*** Opening Material provided ***

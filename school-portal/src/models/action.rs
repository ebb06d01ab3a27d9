use serde::{Deserialize, Serialize};

/// Plain result object returned by every server action.
#[derive(Debug, Serialize, Deserialize)]
pub struct ActionResult<T = ()> {
    pub success: bool,
    #[serde(skip_serializing_if = "Option::is_none")]
    pub error: Option<String>,
    #[serde(skip_serializing_if = "Option::is_none")]
    pub data: Option<T>,
}

impl<T> ActionResult<T> {
    pub fn done() -> Self {
        Self {
            success: true,
            error: None,
            data: None,
        }
    }

    pub fn with_data(data: T) -> Self {
        Self {
            success: true,
            error: None,
            data: Some(data),
        }
    }

    pub fn failed(error: impl Into<String>) -> Self {
        Self {
            success: false,
            error: Some(error.into()),
            data: None,
        }
    }
}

*** Closing Material provided ***

> _What you will do_
Look above for the line containing "pub fn failed(error: impl", then please write out that line and each one after it through the end, exactly, with nothing else.

> _Reply_
    pub fn failed(error: impl Into<String>) -> Self {
        Self {
            success: false,
            error: Some(error.into()),
            data: None,
        }
    }
}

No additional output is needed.